40th Anniversary Celebration of the victory of the Cuban people at Bay of Pigs and Cuba's successful campaign to wipe out illiteracy. Seattle March 18
 
Workers at four airlines step up
contract fights
(lead article)
 
Photo - see caption below
Militant/Herb Van Burgel
March 5 informational picket at Southwest Airlines in Houston where workers are fighting for a contract that includes higher pay. Workers at Northwest Airlines voted to strike March 12, but the White House has threatened to intervene against the union.
 
BY ARLENE RUBINSTEIN  
ATLANTA--"I hope President Bush does not intervene and allows us to withhold our labor. It's the only power we have right now," said Terry Samuda, a mechanic at Northwest Airlines. Samuda was part of a team of union members who distributed fliers at Atlanta's Hartsfield airport February 27 in their fight for a contract with the carrier.

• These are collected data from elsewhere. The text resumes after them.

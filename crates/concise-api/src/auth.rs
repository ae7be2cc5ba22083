//! Session token authentication.
//!
//! Tokens are issued by the identity provider; this module only verifies
//! them and turns their claims into an [`Identity`].

use axum::extract::FromRequestParts;
use axum::http::header::AUTHORIZATION;
use axum::http::request::Parts;
use jsonwebtoken::{decode, Algorithm, DecodingKey, Validation};
use serde::{Deserialize, Serialize};
use tracing::debug;

use concise_models::Identity;

use crate::config::AuthConfig;
use crate::error::{ApiError, ApiResult};
use crate::state::AppState;

/// Decoded session token claims.
#[derive(Debug, Clone, Serialize, Deserialize)]
pub struct SessionClaims {
    /// User ID
    pub sub: String,
    /// Primary email (if the provider includes it)
    #[serde(default)]
    pub email: Option<String>,
    /// All email addresses on file, primary first
    #[serde(default)]
    pub email_addresses: Vec<String>,
    /// Expiration
    pub exp: i64,
    /// Issuer
    #[serde(default)]
    pub iss: Option<String>,
}

impl From<SessionClaims> for Identity {
    fn from(claims: SessionClaims) -> Self {
        match claims.email {
            Some(email) if !email.trim().is_empty() => Identity::new(claims.sub, Some(email)),
            _ => Identity::from_email_addresses(claims.sub, claims.email_addresses),
        }
    }
}

/// Verifies session tokens against a fixed key.
pub struct TokenVerifier {
    key: DecodingKey,
    validation: Validation,
}

impl TokenVerifier {
    /// Verifier for HS256 tokens signed with a shared secret.
    pub fn from_secret(secret: &[u8], issuer: Option<&str>) -> Self {
        Self::with_key(DecodingKey::from_secret(secret), Algorithm::HS256, issuer)
    }

    /// Verifier for RS256 tokens signed by the provider's key pair.
    pub fn from_rsa_pem(pem: &[u8], issuer: Option<&str>) -> ApiResult<Self> {
        let key = DecodingKey::from_rsa_pem(pem)
            .map_err(|e| ApiError::internal(format!("Invalid auth public key: {}", e)))?;
        Ok(Self::with_key(key, Algorithm::RS256, issuer))
    }

    /// Build from configuration. Returns `None` when no key is configured.
    pub fn from_config(config: &AuthConfig) -> ApiResult<Option<Self>> {
        let issuer = config.issuer.as_deref();
        if let Some(pem) = &config.jwt_public_key_pem {
            return Self::from_rsa_pem(pem.as_bytes(), issuer).map(Some);
        }
        Ok(config
            .jwt_secret
            .as_ref()
            .map(|secret| Self::from_secret(secret.as_bytes(), issuer)))
    }

    fn with_key(key: DecodingKey, algorithm: Algorithm, issuer: Option<&str>) -> Self {
        let mut validation = Validation::new(algorithm);
        validation.validate_aud = false;
        if let Some(issuer) = issuer {
            validation.set_issuer(&[issuer]);
        }
        Self { key, validation }
    }

    /// Verify a token and return its claims.
    pub fn verify(&self, token: &str) -> ApiResult<SessionClaims> {
        let data = decode::<SessionClaims>(token, &self.key, &self.validation)
            .map_err(|e| ApiError::unauthorized(format!("Token validation failed: {}", e)))?;
        Ok(data.claims)
    }
}

/// The signed-in user, if any.
///
/// A request without an `Authorization` header is anonymous. A header that
/// is present but invalid is rejected.
#[derive(Debug, Clone)]
pub struct MaybeIdentity(pub Option<Identity>);

impl MaybeIdentity {
    pub fn is_signed_in(&self) -> bool {
        self.0.as_ref().is_some_and(Identity::is_authenticated)
    }
}

#[axum::async_trait]
impl FromRequestParts<AppState> for MaybeIdentity {
    type Rejection = ApiError;

    async fn from_request_parts(
        parts: &mut Parts,
        state: &AppState,
    ) -> Result<Self, Self::Rejection> {
        let Some(auth_header) = parts.headers.get(AUTHORIZATION) else {
            return Ok(MaybeIdentity(None));
        };

        let token = auth_header
            .to_str()
            .ok()
            .and_then(|v| v.strip_prefix("Bearer "))
            .ok_or_else(|| ApiError::unauthorized("Invalid Authorization header format"))?;

        let verifier = state
            .tokens
            .as_ref()
            .ok_or_else(|| ApiError::unauthorized("Session verification is not configured"))?;

        let claims = verifier.verify(token)?;
        debug!(user_id = %claims.sub, "Verified session token");

        Ok(MaybeIdentity(Some(Identity::from(claims))))
    }
}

The Aircraft Mechanics Fraternal Association (AMFA) represents some 10,000 mechanics, cleaners, and janitors at Northwest Airlines (NWA). They have been working under a contract that expired four years ago. Workers voted by a 96 percent margin March 3 to start job actions, up to a strike, against the airline on March 12. The vote came as flight attendants and mechanics at American; ramp and other workers at Southwest; and mechanics, cleaners, and ramp workers at United are organizing picket lines and slowdowns as part of fights for contracts at those major carriers.

Pilots at Delta set up informational picket lines around the country last week, and on February 25, pilots at Comair rejected an offer of arbitration by the mediation board in their contract negotiations with the airline. The National Mediation Board released the Comair pilots, organized by the Air Line Pilots Association, for a 30-day strike countdown.

In the current round of negotiations at American, the airline won a temporary restraining order from a federal judge March 2 against the Transport Workers Union, saying that a work slowdown by mechanics at New York's JFK airport forced the company to cancel 90 flights two days earlier. The company said there were "excessive maintenance write-ups on fake safety issues," according to CNN. The union represents 31,000 workers at American. Their contract with the company expired March 1.

In a blow to the Allied Pilots Association, the U.S. Supreme Court let stand a ruling this past week that the pilots association and two of its officers must pay $45.5 million to American in compensatory damages for a pilot sick-out in February 1999 that was ruled illegal by the courts. The 10-day sick-out forced the carrier to cancel nearly 6,700 flights as pilots protested the lower pay rate for pilots at Reno Air, which American had bought up.  
 
Workers oppose gov't intervention
AMFA members at Northwest were recently released by the National Mediation Board (NMB) for a 30-day "cooling off" period, after which they may legally strike. However, President George Bush says he will intervene and accepted the NMB's recommendation to set up a Presidential Emergency Board (PEB), a move that would delay a strike for at least another 60 days past the March 12 deadline.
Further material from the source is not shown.